### Stored data entries
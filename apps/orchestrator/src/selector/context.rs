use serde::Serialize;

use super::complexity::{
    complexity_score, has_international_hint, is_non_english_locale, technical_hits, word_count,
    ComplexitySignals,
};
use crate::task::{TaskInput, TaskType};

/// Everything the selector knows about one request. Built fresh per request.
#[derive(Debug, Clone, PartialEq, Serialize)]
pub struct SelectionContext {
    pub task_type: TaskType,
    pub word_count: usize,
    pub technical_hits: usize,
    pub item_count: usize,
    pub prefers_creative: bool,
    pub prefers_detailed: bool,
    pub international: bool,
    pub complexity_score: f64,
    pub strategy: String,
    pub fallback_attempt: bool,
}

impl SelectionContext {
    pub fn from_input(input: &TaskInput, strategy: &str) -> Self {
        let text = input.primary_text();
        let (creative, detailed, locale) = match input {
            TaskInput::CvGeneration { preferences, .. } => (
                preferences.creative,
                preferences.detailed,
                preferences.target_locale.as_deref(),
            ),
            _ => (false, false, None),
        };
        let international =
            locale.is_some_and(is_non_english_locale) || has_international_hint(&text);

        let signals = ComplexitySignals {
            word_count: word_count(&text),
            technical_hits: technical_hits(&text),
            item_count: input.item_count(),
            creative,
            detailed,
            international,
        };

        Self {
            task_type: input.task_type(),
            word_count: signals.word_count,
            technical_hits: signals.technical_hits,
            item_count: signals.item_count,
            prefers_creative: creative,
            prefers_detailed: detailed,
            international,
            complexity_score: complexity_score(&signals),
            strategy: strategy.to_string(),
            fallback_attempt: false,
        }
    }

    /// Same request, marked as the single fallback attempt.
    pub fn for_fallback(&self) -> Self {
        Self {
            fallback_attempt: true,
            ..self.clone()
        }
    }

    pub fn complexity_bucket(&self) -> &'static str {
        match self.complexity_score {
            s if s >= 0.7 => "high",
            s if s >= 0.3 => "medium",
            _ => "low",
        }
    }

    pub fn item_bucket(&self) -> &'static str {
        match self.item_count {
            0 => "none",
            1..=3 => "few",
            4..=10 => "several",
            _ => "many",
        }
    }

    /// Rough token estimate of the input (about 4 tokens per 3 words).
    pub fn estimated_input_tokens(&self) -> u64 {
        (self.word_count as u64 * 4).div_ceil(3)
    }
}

...

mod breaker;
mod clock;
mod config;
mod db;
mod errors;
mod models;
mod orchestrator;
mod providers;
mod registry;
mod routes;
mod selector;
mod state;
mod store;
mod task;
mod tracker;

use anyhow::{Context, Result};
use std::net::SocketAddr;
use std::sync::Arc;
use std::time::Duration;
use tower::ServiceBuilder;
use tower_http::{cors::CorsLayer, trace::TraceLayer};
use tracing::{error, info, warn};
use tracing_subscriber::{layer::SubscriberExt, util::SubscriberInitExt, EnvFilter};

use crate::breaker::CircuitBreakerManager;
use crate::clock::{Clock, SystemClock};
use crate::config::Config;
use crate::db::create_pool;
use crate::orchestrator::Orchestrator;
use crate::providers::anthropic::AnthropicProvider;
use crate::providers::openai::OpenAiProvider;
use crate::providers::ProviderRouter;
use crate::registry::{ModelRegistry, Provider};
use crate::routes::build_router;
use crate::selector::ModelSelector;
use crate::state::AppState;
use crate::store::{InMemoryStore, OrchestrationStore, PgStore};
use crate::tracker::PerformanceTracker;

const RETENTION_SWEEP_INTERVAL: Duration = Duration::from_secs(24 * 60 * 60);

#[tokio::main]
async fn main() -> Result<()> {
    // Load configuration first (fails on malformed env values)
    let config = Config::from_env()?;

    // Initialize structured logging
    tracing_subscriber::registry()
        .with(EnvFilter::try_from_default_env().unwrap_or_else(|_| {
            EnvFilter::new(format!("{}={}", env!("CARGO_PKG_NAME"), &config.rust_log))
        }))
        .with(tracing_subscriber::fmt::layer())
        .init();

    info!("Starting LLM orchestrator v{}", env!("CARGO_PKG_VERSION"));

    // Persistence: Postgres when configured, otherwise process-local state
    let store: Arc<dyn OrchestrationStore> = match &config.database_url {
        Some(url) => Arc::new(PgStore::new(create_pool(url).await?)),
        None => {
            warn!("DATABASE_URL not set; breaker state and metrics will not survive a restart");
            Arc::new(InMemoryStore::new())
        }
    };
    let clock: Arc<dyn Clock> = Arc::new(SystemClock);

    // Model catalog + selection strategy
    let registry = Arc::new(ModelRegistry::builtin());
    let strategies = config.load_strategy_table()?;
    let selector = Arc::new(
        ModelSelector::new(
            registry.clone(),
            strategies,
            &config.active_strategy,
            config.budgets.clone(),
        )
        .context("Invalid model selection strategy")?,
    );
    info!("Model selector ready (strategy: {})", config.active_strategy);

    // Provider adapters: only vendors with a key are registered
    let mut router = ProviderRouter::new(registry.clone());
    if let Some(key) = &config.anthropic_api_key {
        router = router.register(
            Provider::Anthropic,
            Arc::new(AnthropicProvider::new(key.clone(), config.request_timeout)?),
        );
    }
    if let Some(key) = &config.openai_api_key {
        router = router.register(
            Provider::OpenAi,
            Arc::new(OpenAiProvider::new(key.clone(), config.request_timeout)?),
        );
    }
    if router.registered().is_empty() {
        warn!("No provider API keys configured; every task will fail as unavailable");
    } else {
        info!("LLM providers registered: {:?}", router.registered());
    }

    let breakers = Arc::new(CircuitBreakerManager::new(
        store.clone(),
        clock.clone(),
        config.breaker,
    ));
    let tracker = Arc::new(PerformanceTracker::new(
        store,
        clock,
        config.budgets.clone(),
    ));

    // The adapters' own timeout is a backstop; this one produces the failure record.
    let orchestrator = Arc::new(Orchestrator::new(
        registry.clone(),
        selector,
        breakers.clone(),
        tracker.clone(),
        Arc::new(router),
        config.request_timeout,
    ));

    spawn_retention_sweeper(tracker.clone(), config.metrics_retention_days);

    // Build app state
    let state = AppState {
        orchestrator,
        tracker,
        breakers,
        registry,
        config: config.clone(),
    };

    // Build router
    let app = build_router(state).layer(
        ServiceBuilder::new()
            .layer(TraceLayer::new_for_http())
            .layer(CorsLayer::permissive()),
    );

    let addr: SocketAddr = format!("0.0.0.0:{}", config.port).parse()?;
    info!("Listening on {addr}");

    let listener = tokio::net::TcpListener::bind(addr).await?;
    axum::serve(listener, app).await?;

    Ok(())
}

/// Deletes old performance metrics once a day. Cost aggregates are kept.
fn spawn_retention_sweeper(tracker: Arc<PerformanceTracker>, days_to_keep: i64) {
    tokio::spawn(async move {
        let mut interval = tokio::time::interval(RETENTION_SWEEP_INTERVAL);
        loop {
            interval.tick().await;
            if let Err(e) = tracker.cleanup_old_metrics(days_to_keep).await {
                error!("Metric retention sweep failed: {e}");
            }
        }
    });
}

### Aim of the task
Extract exactly and only the lines above from the line containing "mod orchestrator;" through the line containing "let store: Arc<dyn", both end lines included.

### Your response
mod orchestrator;
mod providers;
mod registry;
mod routes;
mod selector;
mod state;
mod store;
mod task;
mod tracker;

use anyhow::{Context, Result};
use std::net::SocketAddr;
use std::sync::Arc;
use std::time::Duration;
use tower::ServiceBuilder;
use tower_http::{cors::CorsLayer, trace::TraceLayer};
use tracing::{error, info, warn};
use tracing_subscriber::{layer::SubscriberExt, util::SubscriberInitExt, EnvFilter};

use crate::breaker::CircuitBreakerManager;
use crate::clock::{Clock, SystemClock};
use crate::config::Config;
use crate::db::create_pool;
use crate::orchestrator::Orchestrator;
use crate::providers::anthropic::AnthropicProvider;
use crate::providers::openai::OpenAiProvider;
use crate::providers::ProviderRouter;
use crate::registry::{ModelRegistry, Provider};
use crate::routes::build_router;
use crate::selector::ModelSelector;
use crate::state::AppState;
use crate::store::{InMemoryStore, OrchestrationStore, PgStore};
use crate::tracker::PerformanceTracker;

const RETENTION_SWEEP_INTERVAL: Duration = Duration::from_secs(24 * 60 * 60);

#[tokio::main]
async fn main() -> Result<()> {
    // Load configuration first (fails on malformed env values)
    let config = Config::from_env()?;

    // Initialize structured logging
    tracing_subscriber::registry()
        .with(EnvFilter::try_from_default_env().unwrap_or_else(|_| {
            EnvFilter::new(format!("{}={}", env!("CARGO_PKG_NAME"), &config.rust_log))
        }))
        .with(tracing_subscriber::fmt::layer())
        .init();

    info!("Starting LLM orchestrator v{}", env!("CARGO_PKG_VERSION"));

    // Persistence: Postgres when configured, otherwise process-local state
    let store: Arc<dyn OrchestrationStore> = match &config.database_url {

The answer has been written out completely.